Top of SUPPLIED MATERIAL

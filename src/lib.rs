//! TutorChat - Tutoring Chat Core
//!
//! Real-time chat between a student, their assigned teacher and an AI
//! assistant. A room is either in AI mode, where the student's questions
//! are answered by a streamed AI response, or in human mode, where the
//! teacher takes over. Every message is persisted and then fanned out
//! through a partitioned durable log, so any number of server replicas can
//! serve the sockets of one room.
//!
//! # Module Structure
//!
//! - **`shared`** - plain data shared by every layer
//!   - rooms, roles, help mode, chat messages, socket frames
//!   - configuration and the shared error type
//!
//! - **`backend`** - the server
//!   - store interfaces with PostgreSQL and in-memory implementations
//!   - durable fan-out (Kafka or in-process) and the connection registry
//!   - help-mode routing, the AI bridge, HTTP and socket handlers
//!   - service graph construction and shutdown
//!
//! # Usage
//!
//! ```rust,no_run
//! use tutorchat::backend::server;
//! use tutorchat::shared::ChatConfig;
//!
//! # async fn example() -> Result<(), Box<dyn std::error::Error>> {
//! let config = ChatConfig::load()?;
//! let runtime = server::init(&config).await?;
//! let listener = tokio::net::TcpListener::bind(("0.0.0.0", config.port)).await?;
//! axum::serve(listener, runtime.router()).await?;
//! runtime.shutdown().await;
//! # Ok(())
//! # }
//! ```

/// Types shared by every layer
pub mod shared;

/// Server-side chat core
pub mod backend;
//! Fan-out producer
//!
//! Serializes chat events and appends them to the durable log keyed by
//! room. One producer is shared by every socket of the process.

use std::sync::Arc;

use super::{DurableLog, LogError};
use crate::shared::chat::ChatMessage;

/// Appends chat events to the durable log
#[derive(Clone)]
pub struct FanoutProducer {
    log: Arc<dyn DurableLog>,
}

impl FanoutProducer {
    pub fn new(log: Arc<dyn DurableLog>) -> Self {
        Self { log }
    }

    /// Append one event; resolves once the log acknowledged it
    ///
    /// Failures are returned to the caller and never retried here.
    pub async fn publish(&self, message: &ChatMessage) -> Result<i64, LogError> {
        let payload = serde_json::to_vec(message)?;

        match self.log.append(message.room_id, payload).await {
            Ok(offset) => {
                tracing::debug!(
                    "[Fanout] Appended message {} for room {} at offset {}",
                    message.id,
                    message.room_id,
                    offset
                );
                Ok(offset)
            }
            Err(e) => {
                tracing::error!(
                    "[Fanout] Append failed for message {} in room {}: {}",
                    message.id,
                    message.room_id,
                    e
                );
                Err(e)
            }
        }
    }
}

Bottom of SUPPLIED MATERIAL

PROMPT: Across the data, how many lines contain the string "help"? Only the number is wanted.

PROBLEM SOLUTION: 2